"There's a fear I keep so deep / Knew it name since before I could speak (...) If some night I don't come home / Please don't think I've left you alone"- Keep The Car Running, Arcade Fire

sábado, 24 de setembro de 2011

Axilas e outras histórias indecorosas - Rubem Fonseca


Rubem Fonseca é um dos meus contistas preferidos da literatura brasileira. Quando conheci, li suas grandes obras em sequência e fiquei extremamente impactado com seus personagens angustiados. Ora violentos e revoltados, ora desesperançados e vazios, às vezes isso tudo ao mesmo tempo. E até hoje, a leitura de contos como ‘Placebo’, ‘O Anão’, ‘Gazela’, ‘Um buraco na parede’ ou ‘O encontro e o confronto’ mexem comigo como se os estivesse lendo pela primeira vez.
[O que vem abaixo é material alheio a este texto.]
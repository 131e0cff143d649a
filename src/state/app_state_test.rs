use super::*;
use std::collections::HashMap;

use crate::models::{Identity, Role};
use crate::services::storage::MemoryStorage;

fn patient() -> Identity {
    serde_json::from_value(serde_json::json!({
        "_id": "p1",
        "firstName": "Asha",
        "lastName": "Iyer",
        "email": "asha@example.com",
        "role": "patient",
    }))
    .unwrap()
}

fn state() -> AppState {
    let state = AppState::with_storage(MemoryStorage::new());
    state.session.hydrate();
    state
}

// =============================================================
// Navigation
// =============================================================

#[test]
fn navigate_updates_route_and_epoch() {
    let state = state();
    let before = state.epoch();

    state.navigate(Route::Login);

    assert_eq!(state.route(), Route::Login);
    assert!(state.epoch() > before);
}

#[test]
fn navigate_notifies_subscribers() {
    let state = state();
    let fired = std::rc::Rc::new(std::cell::Cell::new(0u32));
    {
        let fired = fired.clone();
        state.subscribe_to_changes(move || fired.set(fired.get() + 1));
    }

    state.navigate(Route::About);
    state.navigate(Route::Contact);

    assert_eq!(fired.get(), 2);
}

#[test]
fn replace_route_does_not_notify() {
    let state = state();
    let fired = std::rc::Rc::new(std::cell::Cell::new(0u32));
    {
        let fired = fired.clone();
        state.subscribe_to_changes(move || fired.set(fired.get() + 1));
    }

    state.replace_route(Route::Home);

    assert_eq!(fired.get(), 0);
    assert_eq!(state.route(), Route::Home);
}

// =============================================================
// Cross-cutting 401/403 rule
// =============================================================

#[test]
fn unauthorized_error_clears_session_and_redirects_to_login() {
    let state = state();
    state.session.set_user(patient());
    state.navigate(Route::PatientDashboard);

    state.handle_api_error(&ApiError::Unauthorized {
        status: 403,
        message: "Forbidden".to_string(),
    });

    assert!(!state.session.is_authenticated());
    assert!(state.session.user().is_none());
    assert_eq!(state.route(), Route::Login);
}

#[test]
fn non_auth_errors_toast_and_leave_the_session_alone() {
    let state = state();
    state.session.set_user(patient());
    state.navigate(Route::PatientDashboard);

    state.handle_api_error(&ApiError::Status {
        status: 500,
        message: "Internal error".to_string(),
    });

    assert!(state.session.is_authenticated());
    assert_eq!(state.route(), Route::PatientDashboard);
    assert_eq!(state.toast().unwrap().message, "Internal error");
    assert_eq!(state.toast().unwrap().kind, ToastKind::Error);
}

#[test]
fn validation_errors_do_not_clear_the_session() {
    let state = state();
    state.session.set_user(patient());

    let mut fields = HashMap::new();
    fields.insert("email".to_string(), "Invalid email".to_string());
    state.handle_api_error(&ApiError::Validation(fields));

    assert!(state.session.is_authenticated());
}

// =============================================================
// Toasts
// =============================================================

#[test]
fn toasts_do_not_trigger_the_render_channel() {
    let state = state();
    let renders = std::rc::Rc::new(std::cell::Cell::new(0u32));
    {
        let renders = renders.clone();
        state.subscribe_to_changes(move || renders.set(renders.get() + 1));
    }

    state.set_toast("saved", ToastKind::Success);
    state.clear_toast();

    assert_eq!(renders.get(), 0);
}

#[test]
fn clear_toast_drops_the_message() {
    let state = state();
    state.set_toast("saved", ToastKind::Success);
    state.clear_toast();
    assert!(state.toast().is_none());
}
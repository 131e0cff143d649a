// ============================================================================
// EVENT HANDLING - Listener helpers
// ============================================================================
// MEMORY MANAGEMENT:
// - Listeners on DOM elements: when the element is destroyed (e.g. via
//   set_inner_html("") on an ancestor) the browser drops the listeners with
//   it, so closure.forget() is safe for element-local listeners.
// - Listeners on window/document must only be registered ONCE at startup,
//   otherwise they accumulate across re-renders (see lib.rs).
// ============================================================================

use wasm_bindgen::closure::Closure;
use wasm_bindgen::JsCast;
use web_sys::{Element, Event, HtmlInputElement, HtmlSelectElement, HtmlTextAreaElement, MouseEvent};

use crate::dom::get_element_by_id;

/// Attach a click listener
pub fn on_click<F>(element: &Element, handler: F)
where
    F: FnMut(MouseEvent) + 'static,
{
    let closure = Closure::wrap(Box::new(handler) as Box<dyn FnMut(MouseEvent)>);
    let _ = element.add_event_listener_with_callback("click", closure.as_ref().unchecked_ref());
    closure.forget();
}

/// Attach a submit listener. prevent_default() runs before the handler so
/// the browser never performs a form navigation.
pub fn on_submit<F>(form: &Element, mut handler: F)
where
    F: FnMut(Event) + 'static,
{
    let closure = Closure::wrap(Box::new(move |event: Event| {
        event.prevent_default();
        handler(event);
    }) as Box<dyn FnMut(Event)>);
    let _ = form.add_event_listener_with_callback("submit", closure.as_ref().unchecked_ref());
    closure.forget();
}

/// Current value of an <input> by id ("" when missing)
pub fn input_value(id: &str) -> String {
    get_element_by_id(id)
        .and_then(|el| el.dyn_into::<HtmlInputElement>().ok())
        .map(|input| input.value())
        .unwrap_or_default()
}

/// Current value of a <select> by id
pub fn select_value(id: &str) -> String {
    get_element_by_id(id)
        .and_then(|el| el.dyn_into::<HtmlSelectElement>().ok())
        .map(|select| select.value())
        .unwrap_or_default()
}

/// Current value of a <textarea> by id
pub fn textarea_value(id: &str) -> String {
    get_element_by_id(id)
        .and_then(|el| el.dyn_into::<HtmlTextAreaElement>().ok())
        .map(|area| area.value())
        .unwrap_or_default()
}

/// Set the value of an <input> by id
pub fn set_input_value(id: &str, value: &str) {
    if let Some(input) = get_element_by_id(id).and_then(|el| el.dyn_into::<HtmlInputElement>().ok())
    {
        input.set_value(value);
    }
}

/// Set the value of a <textarea> by id
pub fn set_textarea_value(id: &str, value: &str) {
    if let Some(area) =
        get_element_by_id(id).and_then(|el| el.dyn_into::<HtmlTextAreaElement>().ok())
    {
        area.set_value(value);
    }
}

/// Set the value of a <select> by id
pub fn set_select_value(id: &str, value: &str) {
    if let Some(select) =
        get_element_by_id(id).and_then(|el| el.dyn_into::<HtmlSelectElement>().ok())
    {
        select.set_value(value);
    }
}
Como professor, a obra de Rubem Fonseca é grande aliada do estímulo à leitura, porque os alunos – mesmo os que não suportam ler – costumam gostar das narrativas curtas, violentas, tensas e cinematográficas de seus melhores contos. E este autor acabou transformando-se em uma espécie de símbolo de “independência”, liberdade e fé na boa literatura, pois sua obra foi, de certa forma, responsável por minha demissão em um trabalho importante para mim.

Acabei de ler seu último livro de contos, Axilas e outras histórias indecorosas, lançado este ano. Se por um lado é impressionante a produtividade de Fonseca, que aos 86 anos, continua com boa regularidade de novos escritos e junto com este volume lançou a novela José, é inegável que seus novos trabalhos não possuem o mesmo vigor e impacto de obras como Lúcia McCartney ou Feliz Ano Novo. O que, aliás, é perfeitamente normal, levando em conta o tempo de carreira do escritor e as circunstâncias político-sociais da época de seus primeiros livros.

Em Axilas e outras histórias indecorosas, Rubem Fonseca não foge às características que o celebrizaram. Há o humor peculiar e a forte presença de violência e sexualidade em personagens muitas vezes comuns confrontados com situações que os levam ao ‘desvio da normalidade’ – ou do ‘decoro’, de acordo com o título da obra. As citações/homenagens também aparecem. Fonseca nos traz de volta o detetive Guedes, presente em obras anteriores, e Machado de Assis e Edgar Allan Poe são citados, mas não de forma gratuita, e sim relevantes para os contos em que aparecem.

As repetições me incomodaram em algumas histórias. Devido ao total domínio de Rubem Fonseca na confecção de contos, é sempre prazeroso ler suas pequenas histórias, mas em algumas delas fiquei com a sensação de já ter lido aquilo, ou algo muito próximo, em outros livros do autor. As circunstâncias da formação de um serial killer apresentadas em ‘Beleza’ e ‘Amar o seu semelhante’ ou a manifestação do gosto pela violência no comportamento humano de ‘Confiteor’ já foram trabalhadas de melhor forma em trabalhos anteriores.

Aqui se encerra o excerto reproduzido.